In that time, I had moved to Queensland 4 or 5 times, while there I would use the opportunity to grow my position in the kitchen - if I was a Commis Chef in Victoria, I’d try to get a Demi Chef position in Queensland and work hard on those sorts of skills, I wanted to be able to manage people well and have a good team one day. When I was in Victoria, I tried to find good venues to learn techniques and skills so I could hone my craft.
I met my wife Risa towards the end of that time and I made it to Japan. I was absolutely fascinated by the food and flavour combinations, plus the depth of flavour achieved without being heavy. It was something I had never come across, my background is Maltese and Italian so it’s rather different to Japanese, although I think Italian works with Japanese well.
On each trip to Japan over the next 10 years, I focused on food and learning, I learnt from tofu masters that have been making tofu for generations, sashimi Chefs and even the older generations I learnt how they fermented miso and made Tsukemono. I have travelled to Japan so many times and I told myself I couldn’t travel somewhere else until I have learnt enough…this worries me because I feel like I haven’t even scratched the surface.
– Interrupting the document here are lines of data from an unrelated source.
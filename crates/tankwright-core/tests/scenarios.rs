//! Integration scenarios for the structural core.
//!
//! Exercises: placement → coupling → mounting → damage → cascade →
//! design capture, over multi-room structures, checking the invariants
//! the whole crate is built around.

use rand::rngs::StdRng;
use rand::{Rng, SeedableRng};

use tankwright_core::cell::CellRef;
use tankwright_core::grid::{Dir, Vec2, SEAM_SPACING};
use tankwright_core::room::TemplateLibrary;
use tankwright_core::tank::{Tank, PER_CELL_MASS};
use tankwright_core::{RoomId, RoomType, StructureError, TankDesign};

// ── Helpers ────────────────────────────────────────────────────────────

fn library() -> TemplateLibrary {
    TemplateLibrary::builtin()
}

/// Quad core at the origin, a column mounted to the east, a rotated
/// hall mounted above the core.
fn standard_tank() -> (Tank, RoomId, RoomId) {
    let lib = library();
    let mut tank = Tank::new("standard");
    tank.add_core_room(lib.get("quad").unwrap(), Vec2::ZERO)
        .unwrap();

    let column = tank.add_room(lib.get("column").unwrap());
    tank.snap_move(column, Vec2::new(1.0 + SEAM_SPACING, 0.0))
        .unwrap();
    tank.mount_room(column).unwrap();

    let tower = tank.add_room(lib.get("hall").unwrap());
    tank.rotate_room(tower, false).unwrap(); // cells now run upward
    tank.snap_move(tower, Vec2::new(0.0, 1.0 + SEAM_SPACING))
        .unwrap();
    tank.mount_room(tower).unwrap();

    (tank, column, tower)
}

/// Every live cell of every mounted room must reach the core.
fn assert_connectivity(tank: &Tank) {
    for room in tank.mounted_rooms() {
        for (i, _) in room.alive_cells() {
            let cell = CellRef::new(room.id, i);
            assert!(
                tank.reaches_core(cell),
                "live cell {:?} cannot reach the core",
                cell
            );
        }
    }
}

/// Mass must always equal live cell count times per-cell weight.
fn assert_mass(tank: &Tank) {
    let expected = tank.total_cell_count() as f32 * PER_CELL_MASS;
    assert!(
        (tank.mass - expected).abs() < 1e-5,
        "mass {} != {}",
        tank.mass,
        expected
    );
}

// ── Adjacency and sections ─────────────────────────────────────────────

#[test]
fn neighbor_links_are_symmetric() {
    let (tank, _, _) = standard_tank();
    for room in tank.rooms() {
        for (i, cell) in room.alive_cells() {
            let this = CellRef::new(room.id, i);
            for dir in [Dir::North, Dir::West, Dir::South, Dir::East] {
                if let Some(nb) = cell.neighbors[dir.index()] {
                    let back = tank.cell(nb).unwrap();
                    assert_eq!(
                        back.neighbors[dir.opposite().index()],
                        Some(this),
                        "asymmetric link {:?} -> {:?}",
                        this,
                        nb
                    );
                }
            }
        }
    }
}

#[test]
fn connector_splits_a_room_into_sections() {
    let lib = library();
    let mut tank = Tank::new("bar");
    tank.add_core_room(lib.get("anchor").unwrap(), Vec2::ZERO)
        .unwrap();
    let bar = tank.add_room(lib.get("bar").unwrap());
    let room = tank.room(bar).unwrap();
    assert_eq!(room.section_count(), 2);
    assert_eq!(room.cells[0].section, room.cells[1].section);
    assert_eq!(room.cells[2].section, room.cells[3].section);
    assert_ne!(room.cells[1].section, room.cells[2].section);
    // The seam cells are neighbors, with the connector recorded on both.
    assert_eq!(
        room.cells[1].neighbors[Dir::East.index()],
        Some(CellRef::new(bar, 2))
    );
    assert!(room.cells[1].connectors[Dir::East.index()].is_some());
    assert!(room.connector_between(1, 2).is_some());
}

#[test]
fn seamless_room_is_one_section() {
    let lib = library();
    let mut tank = Tank::new("quad");
    tank.add_core_room(lib.get("quad").unwrap(), Vec2::ZERO)
        .unwrap();
    let core = tank.core_room().unwrap();
    assert_eq!(tank.room(core).unwrap().section_count(), 1);
}

// ── Coupling rules ─────────────────────────────────────────────────────

#[test]
fn one_coupler_per_shared_seam_and_section_pair() {
    // Quad against quad: two facing cell pairs on one seam line, all in
    // the same sections on both sides, collapse to a single coupler.
    let lib = library();
    let mut tank = Tank::new("quads");
    tank.add_core_room(lib.get("quad").unwrap(), Vec2::ZERO)
        .unwrap();
    let other = tank.add_room(lib.get("quad").unwrap());
    tank.snap_move(other, Vec2::new(1.0 + SEAM_SPACING, 0.0))
        .unwrap();
    assert_eq!(tank.room(other).unwrap().ghost_couplers.len(), 1);
    tank.mount_room(other).unwrap();
    assert_eq!(tank.couplers().count(), 1);
    assert_connectivity(&tank);
}

#[test]
fn sectioned_room_gets_one_coupler_per_section() {
    // The bar's two sections each face the long wall of a hall; each
    // section keeps its own coupler.
    let lib = library();
    let mut tank = Tank::new("sections");
    let mut hall_wide = tankwright_core::room::RoomTemplate::new("hall5", 100.0);
    for i in 0..5 {
        hall_wide = hall_wide.with_cell(format!("w{i}"), i as f32, 0.0);
    }
    let mut lib2 = lib;
    lib2.register(hall_wide);

    tank.add_core_room(lib2.get("hall5").unwrap(), Vec2::ZERO)
        .unwrap();
    let bar = tank.add_room(lib2.get("bar").unwrap());
    tank.snap_move(bar, Vec2::new(0.0, SEAM_SPACING)).unwrap();
    let ghosts = tank.room(bar).unwrap().ghost_couplers.len();
    assert_eq!(ghosts, 2);
}

#[test]
fn too_close_placement_is_obstructed_not_coupled() {
    let lib = library();
    let mut tank = Tank::new("close");
    tank.add_core_room(lib.get("quad").unwrap(), Vec2::ZERO)
        .unwrap();
    let column = tank.add_room(lib.get("column").unwrap());
    // One cell-width away: inside the obstruction margin.
    tank.snap_move(column, Vec2::new(1.0, 0.0)).unwrap();
    assert!(tank.room(column).unwrap().obstructed);
    assert!(matches!(
        tank.mount_room(column),
        Err(StructureError::NoGhostCouplers(_))
    ));
}

#[test]
fn snap_move_is_idempotent() {
    let lib = library();
    let mut tank = Tank::new("idem");
    tank.add_core_room(lib.get("quad").unwrap(), Vec2::ZERO)
        .unwrap();
    let column = tank.add_room(lib.get("column").unwrap());
    let target = Vec2::new(1.0 + SEAM_SPACING + 0.07, 0.11);
    tank.snap_move(column, target).unwrap();
    let first_pos = tank.room(column).unwrap().position;
    let first_ghosts = tank.room(column).unwrap().ghost_couplers.len();
    tank.snap_move(column, target).unwrap();
    assert_eq!(tank.room(column).unwrap().position, first_pos);
    assert_eq!(tank.room(column).unwrap().ghost_couplers.len(), first_ghosts);
    // The snapped position sits on the movement grid.
    assert_eq!(first_pos.x % 0.25, 0.0);
    assert_eq!(first_pos.y % 0.25, 0.0);
}

#[test]
fn height_gate_only_applies_against_the_core() {
    let lib = library();
    let mut tank = Tank::new("gate");
    tank.add_core_room(lib.get("anchor").unwrap(), Vec2::ZERO)
        .unwrap();
    // Column straight at core level: fine.
    let stem = tank.add_room(lib.get("column").unwrap());
    tank.snap_move(stem, Vec2::new(SEAM_SPACING, 0.0)).unwrap();
    tank.mount_room(stem).unwrap();
    // A room hanging below core height but coupling only to the stem
    // mounts fine.
    let lower = tank.add_room(lib.get("column").unwrap());
    tank.snap_move(lower, Vec2::new(SEAM_SPACING * 2.0, -1.0))
        .unwrap();
    if tank.room(lower).unwrap().can_mount {
        tank.mount_room(lower).unwrap();
        assert_connectivity(&tank);
    }
    // But a room coupling to the core itself may not dip below its base.
    let offender = tank.add_room(lib.get("column").unwrap());
    tank.snap_move(offender, Vec2::new(-SEAM_SPACING, -1.0))
        .unwrap();
    assert!(!tank.room(offender).unwrap().can_mount);
}

// ── Destruction ────────────────────────────────────────────────────────

#[test]
fn chain_break_kills_the_hanging_segment() {
    let lib = library();
    let mut tank = Tank::new("chain");
    tank.add_core_room(lib.get("anchor").unwrap(), Vec2::ZERO)
        .unwrap();
    let hall = tank.add_room(lib.get("hall").unwrap());
    tank.snap_move(hall, Vec2::new(SEAM_SPACING, 0.0)).unwrap();
    tank.mount_room(hall).unwrap();
    assert_eq!(tank.total_cell_count(), 4);

    // Severing the middle cell strands the far end.
    tank.kill_cell(CellRef::new(hall, 1));
    assert!(tank.cell(CellRef::new(hall, 0)).unwrap().alive);
    assert!(!tank.cell(CellRef::new(hall, 2)).unwrap().alive);
    assert_eq!(tank.total_cell_count(), 2);
    assert_connectivity(&tank);
    assert_mass(&tank);
}

#[test]
fn cross_room_break_cascades_through_couplers() {
    // core ── column ── far column: killing the near column's coupled
    // cell must take the whole far room down with it.
    let lib = library();
    let mut tank = Tank::new("cascade");
    tank.add_core_room(lib.get("quad").unwrap(), Vec2::ZERO)
        .unwrap();
    let near = tank.add_room(lib.get("column").unwrap());
    tank.snap_move(near, Vec2::new(1.0 + SEAM_SPACING, 0.0))
        .unwrap();
    tank.mount_room(near).unwrap();
    let far = tank.add_room(lib.get("column").unwrap());
    tank.snap_move(far, Vec2::new(1.0 + SEAM_SPACING * 2.0, 0.0))
        .unwrap();
    tank.mount_room(far).unwrap();
    assert_eq!(tank.total_cell_count(), 8);
    assert_connectivity(&tank);

    // The near column connects to the core through both of its cells;
    // killing both orphans the far room entirely.
    tank.kill_cell(CellRef::new(near, 0));
    tank.kill_cell(CellRef::new(near, 1));
    assert_eq!(tank.total_cell_count(), 4);
    for i in 0..2 {
        assert!(!tank.cell(CellRef::new(far, i)).unwrap().alive);
    }
    assert_connectivity(&tank);
    assert_mass(&tank);
}

#[test]
fn connector_takes_two_stages_of_damage() {
    let lib = library();
    let mut tank = Tank::new("connector");
    tank.add_core_room(lib.get("anchor").unwrap(), Vec2::ZERO)
        .unwrap();
    let bar = tank.add_room(lib.get("bar").unwrap());
    tank.snap_move(bar, Vec2::new(SEAM_SPACING, 0.0)).unwrap();
    tank.mount_room(bar).unwrap();

    // b3 hangs off b2; killing b2 strands it, and damages the seam.
    tank.kill_cell(CellRef::new(bar, 2));
    {
        let room = tank.room(bar).unwrap();
        assert!(room.connectors[0].damaged);
        assert!(!room.connectors[0].destroyed);
        assert!(!room.cells[3].alive);
    }
    // Losing the other seam cell finishes the connector off.
    tank.kill_cell(CellRef::new(bar, 1));
    let room = tank.room(bar).unwrap();
    assert!(room.connectors[0].destroyed);
    assert_connectivity(&tank);
}

#[test]
fn core_cells_survive_everything() {
    let (mut tank, _, _) = standard_tank();
    let core = tank.core_room().unwrap();
    for i in 0..4 {
        tank.damage_cell(CellRef::new(core, i), 10_000.0).unwrap();
        tank.kill_cell(CellRef::new(core, i));
    }
    for i in 0..4 {
        assert!(tank.cell(CellRef::new(core, i)).unwrap().alive);
    }
    // The pool bottoms out at zero instead.
    assert_eq!(tank.core_health, 0.0);
    assert_connectivity(&tank);
}

#[test]
fn randomized_damage_never_breaks_the_invariants() {
    let (mut tank, _, _) = standard_tank();
    let mut rng = StdRng::seed_from_u64(7);
    let targets: Vec<CellRef> = tank
        .mounted_rooms()
        .flat_map(|r| r.alive_cells().map(move |(i, _)| CellRef::new(r.id, i)))
        .collect();
    for _ in 0..200 {
        let target = targets[rng.gen_range(0..targets.len())];
        let amount = rng.gen_range(0.0..80.0);
        tank.damage_cell(target, amount).unwrap();
        assert_connectivity(&tank);
        assert_mass(&tank);
    }
}

#[test]
fn double_kills_and_dead_damage_are_absorbed() {
    let (mut tank, column, _) = standard_tank();
    let cell = CellRef::new(column, 1);
    tank.kill_cell(cell);
    let count = tank.total_cell_count();
    tank.kill_cell(cell);
    assert_eq!(tank.damage_cell(cell, 50.0).unwrap(), 0.0);
    assert_eq!(tank.total_cell_count(), count);
}

// ── Dismount ───────────────────────────────────────────────────────────

#[test]
fn dismounted_room_can_be_repositioned_and_remounted() {
    let (mut tank, column, _) = standard_tank();
    tank.dismount_room(column).unwrap();
    assert_connectivity(&tank);
    tank.snap_move(column, Vec2::new(-SEAM_SPACING, 0.0)).unwrap();
    assert!(tank.room(column).unwrap().can_mount);
    tank.mount_room(column).unwrap();
    assert_connectivity(&tank);
    assert_mass(&tank);
}

// ── Design round trip ──────────────────────────────────────────────────

#[test]
fn damaged_structure_round_trips_through_its_design() {
    let (mut tank, column, tower) = standard_tank();
    tank.set_room_type(column, RoomType::Engineering).unwrap();
    tank.set_room_type(tower, RoomType::Weapons).unwrap();
    tank.kill_cell(CellRef::new(tower, 2));

    let design = tank.current_design().unwrap();
    let rebuilt = Tank::build(&design, &library()).unwrap();
    assert_eq!(rebuilt.total_cell_count(), tank.total_cell_count());
    assert_eq!(rebuilt.couplers().count(), tank.couplers().count());
    assert_connectivity(&rebuilt);
    assert_mass(&rebuilt);

    let json = design.to_json().unwrap();
    let back = TankDesign::from_json(&json).unwrap();
    assert_eq!(back, design);
}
So today, I have only ever been to Japan. On my last trip, I worked in a restaurant called Hajime. This was and still is my favourite restaurant in the world, so that’s why I had to work there. It was here I built confidence to make my own decisions, not to always follow and I could truly see how artistic creativity and food can belong together in a dining room.
Everywhere I have worked, I have learnt important things that help me today; I draw creativity from everything in my life. Two years ago, we opened Kadota, it certainly wasn’t easy and it wasn’t the restaurant I had spent the past 5-10 years planning with Risa.
We opened with no other funds available, I couldn’t buy the plates I wanted and nothing was how it was meant to be; it was also the very beginning of COVID, it was a do-or-die situation, we had to strip things down to basics and just be ourselves without any ego. That was hard but also a wonderful experience for us.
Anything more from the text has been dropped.